_Task directions_:
Using the listing below, please gather every line containing the word "resource".

_Data to examine_:
※ ※ ※

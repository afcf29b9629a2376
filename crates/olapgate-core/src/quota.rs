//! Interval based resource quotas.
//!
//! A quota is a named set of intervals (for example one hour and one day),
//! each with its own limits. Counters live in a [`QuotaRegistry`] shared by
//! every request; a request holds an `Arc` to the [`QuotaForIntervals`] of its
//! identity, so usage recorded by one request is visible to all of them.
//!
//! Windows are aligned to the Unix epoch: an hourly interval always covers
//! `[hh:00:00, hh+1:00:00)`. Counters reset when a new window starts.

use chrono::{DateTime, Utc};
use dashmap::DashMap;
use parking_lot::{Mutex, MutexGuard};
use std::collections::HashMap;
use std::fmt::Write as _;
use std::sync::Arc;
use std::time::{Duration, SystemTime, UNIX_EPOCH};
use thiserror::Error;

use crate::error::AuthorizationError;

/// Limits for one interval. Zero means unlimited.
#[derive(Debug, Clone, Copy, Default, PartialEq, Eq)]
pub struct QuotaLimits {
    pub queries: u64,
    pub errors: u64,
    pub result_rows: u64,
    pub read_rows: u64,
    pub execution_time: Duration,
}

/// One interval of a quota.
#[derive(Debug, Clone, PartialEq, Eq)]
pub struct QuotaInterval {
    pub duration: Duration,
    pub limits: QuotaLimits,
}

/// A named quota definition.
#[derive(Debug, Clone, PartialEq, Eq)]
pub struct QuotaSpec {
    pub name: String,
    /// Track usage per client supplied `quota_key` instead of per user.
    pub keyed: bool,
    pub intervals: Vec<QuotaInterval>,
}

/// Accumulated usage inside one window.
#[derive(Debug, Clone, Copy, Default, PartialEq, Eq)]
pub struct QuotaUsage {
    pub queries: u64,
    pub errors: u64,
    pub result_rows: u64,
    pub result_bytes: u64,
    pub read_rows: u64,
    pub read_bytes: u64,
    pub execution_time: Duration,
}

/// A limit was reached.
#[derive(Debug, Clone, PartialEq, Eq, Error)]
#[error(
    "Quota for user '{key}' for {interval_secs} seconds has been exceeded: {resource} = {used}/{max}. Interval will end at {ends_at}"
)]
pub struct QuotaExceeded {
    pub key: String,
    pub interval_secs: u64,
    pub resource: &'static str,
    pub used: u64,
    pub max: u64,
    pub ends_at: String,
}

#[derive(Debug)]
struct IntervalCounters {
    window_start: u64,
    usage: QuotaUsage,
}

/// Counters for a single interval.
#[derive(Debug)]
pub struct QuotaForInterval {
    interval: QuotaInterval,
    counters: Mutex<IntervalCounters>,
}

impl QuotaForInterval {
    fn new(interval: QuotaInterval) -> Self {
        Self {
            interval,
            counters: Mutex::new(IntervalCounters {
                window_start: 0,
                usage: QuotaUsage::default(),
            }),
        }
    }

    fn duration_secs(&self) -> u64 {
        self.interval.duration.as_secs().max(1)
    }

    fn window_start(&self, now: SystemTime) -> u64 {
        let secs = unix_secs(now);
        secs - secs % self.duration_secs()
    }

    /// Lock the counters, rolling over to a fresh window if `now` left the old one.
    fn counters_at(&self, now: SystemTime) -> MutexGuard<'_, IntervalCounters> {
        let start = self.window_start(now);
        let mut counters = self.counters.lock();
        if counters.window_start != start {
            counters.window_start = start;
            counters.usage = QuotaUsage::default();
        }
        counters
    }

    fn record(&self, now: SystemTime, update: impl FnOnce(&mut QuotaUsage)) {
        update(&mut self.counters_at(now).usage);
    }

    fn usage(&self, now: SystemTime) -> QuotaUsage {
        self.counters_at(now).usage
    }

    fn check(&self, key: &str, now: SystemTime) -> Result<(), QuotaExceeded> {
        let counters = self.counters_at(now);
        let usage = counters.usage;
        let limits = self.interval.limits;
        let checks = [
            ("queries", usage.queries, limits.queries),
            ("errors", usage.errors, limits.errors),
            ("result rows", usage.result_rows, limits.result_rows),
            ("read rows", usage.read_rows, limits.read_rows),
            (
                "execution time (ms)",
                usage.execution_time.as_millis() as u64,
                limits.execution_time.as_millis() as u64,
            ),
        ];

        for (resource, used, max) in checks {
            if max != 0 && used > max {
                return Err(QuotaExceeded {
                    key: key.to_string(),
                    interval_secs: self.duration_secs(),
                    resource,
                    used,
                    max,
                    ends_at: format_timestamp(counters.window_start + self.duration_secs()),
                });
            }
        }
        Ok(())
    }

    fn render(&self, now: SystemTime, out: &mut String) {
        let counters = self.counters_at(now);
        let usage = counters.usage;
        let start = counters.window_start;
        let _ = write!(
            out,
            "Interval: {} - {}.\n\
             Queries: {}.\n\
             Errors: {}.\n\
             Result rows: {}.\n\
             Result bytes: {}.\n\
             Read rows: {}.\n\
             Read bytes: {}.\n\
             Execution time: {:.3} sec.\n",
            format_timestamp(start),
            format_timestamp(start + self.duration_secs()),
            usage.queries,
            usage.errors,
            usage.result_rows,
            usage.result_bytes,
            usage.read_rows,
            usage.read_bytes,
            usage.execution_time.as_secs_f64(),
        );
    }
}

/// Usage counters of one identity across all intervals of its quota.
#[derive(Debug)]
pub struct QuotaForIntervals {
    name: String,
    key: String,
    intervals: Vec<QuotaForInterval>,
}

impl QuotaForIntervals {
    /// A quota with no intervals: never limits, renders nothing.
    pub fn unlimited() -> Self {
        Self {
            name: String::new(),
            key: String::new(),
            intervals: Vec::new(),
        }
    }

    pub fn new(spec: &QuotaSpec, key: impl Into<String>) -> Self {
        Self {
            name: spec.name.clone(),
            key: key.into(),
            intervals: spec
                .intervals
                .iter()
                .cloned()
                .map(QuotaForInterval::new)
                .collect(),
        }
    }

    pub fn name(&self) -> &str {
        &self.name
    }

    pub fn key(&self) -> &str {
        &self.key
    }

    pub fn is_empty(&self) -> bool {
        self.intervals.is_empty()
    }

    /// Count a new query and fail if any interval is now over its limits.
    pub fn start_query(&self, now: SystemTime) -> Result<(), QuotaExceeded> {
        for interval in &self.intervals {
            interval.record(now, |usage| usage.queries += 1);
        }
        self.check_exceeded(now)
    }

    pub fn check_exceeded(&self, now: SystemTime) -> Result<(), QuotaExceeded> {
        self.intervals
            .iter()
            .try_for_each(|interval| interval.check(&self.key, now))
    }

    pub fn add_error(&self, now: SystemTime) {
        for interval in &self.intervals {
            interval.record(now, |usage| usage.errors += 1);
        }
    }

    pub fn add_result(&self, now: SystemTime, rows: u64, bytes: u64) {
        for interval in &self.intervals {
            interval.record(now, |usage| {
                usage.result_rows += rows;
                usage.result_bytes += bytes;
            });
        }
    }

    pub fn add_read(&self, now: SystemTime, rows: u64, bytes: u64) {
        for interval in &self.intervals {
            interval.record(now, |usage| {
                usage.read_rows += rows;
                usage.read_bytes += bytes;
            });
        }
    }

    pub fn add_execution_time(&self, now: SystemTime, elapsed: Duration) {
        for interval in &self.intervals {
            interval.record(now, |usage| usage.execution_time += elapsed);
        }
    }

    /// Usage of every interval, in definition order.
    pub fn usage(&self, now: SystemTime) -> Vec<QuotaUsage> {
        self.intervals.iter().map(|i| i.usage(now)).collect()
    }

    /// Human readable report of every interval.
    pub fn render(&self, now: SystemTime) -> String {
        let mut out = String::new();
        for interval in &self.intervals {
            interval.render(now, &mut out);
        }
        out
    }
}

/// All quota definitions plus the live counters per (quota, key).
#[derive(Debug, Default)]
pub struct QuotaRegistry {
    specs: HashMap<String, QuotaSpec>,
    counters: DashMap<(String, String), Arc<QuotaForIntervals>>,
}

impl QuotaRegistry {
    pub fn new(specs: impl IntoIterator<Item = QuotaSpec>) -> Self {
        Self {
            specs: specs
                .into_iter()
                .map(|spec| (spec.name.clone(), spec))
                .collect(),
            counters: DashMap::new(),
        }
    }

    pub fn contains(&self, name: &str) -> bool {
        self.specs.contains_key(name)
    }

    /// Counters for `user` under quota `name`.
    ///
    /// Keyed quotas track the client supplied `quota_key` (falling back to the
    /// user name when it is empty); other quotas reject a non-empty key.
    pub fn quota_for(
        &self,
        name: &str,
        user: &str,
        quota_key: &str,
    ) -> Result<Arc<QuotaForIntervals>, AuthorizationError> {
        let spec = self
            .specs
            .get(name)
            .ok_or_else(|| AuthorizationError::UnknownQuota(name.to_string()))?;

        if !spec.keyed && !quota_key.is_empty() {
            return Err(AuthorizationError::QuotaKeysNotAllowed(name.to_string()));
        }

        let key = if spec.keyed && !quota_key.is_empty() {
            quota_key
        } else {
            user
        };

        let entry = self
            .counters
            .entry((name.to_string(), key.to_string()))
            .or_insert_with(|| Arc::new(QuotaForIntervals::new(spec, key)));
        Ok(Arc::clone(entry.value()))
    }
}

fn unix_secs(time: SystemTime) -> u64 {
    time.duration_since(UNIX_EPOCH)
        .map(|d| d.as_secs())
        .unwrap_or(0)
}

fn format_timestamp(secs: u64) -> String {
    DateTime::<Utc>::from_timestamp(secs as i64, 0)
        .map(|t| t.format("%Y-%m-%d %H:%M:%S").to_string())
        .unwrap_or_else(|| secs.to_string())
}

※ ※ ※

_Finished task_:
//! Interval based resource quotas.
    "Quota for user '{key}' for {interval_secs} seconds has been exceeded: {resource} = {used}/{max}. Interval will end at {ends_at}"
    pub resource: &'static str,
        for (resource, used, max) in checks {
                    resource,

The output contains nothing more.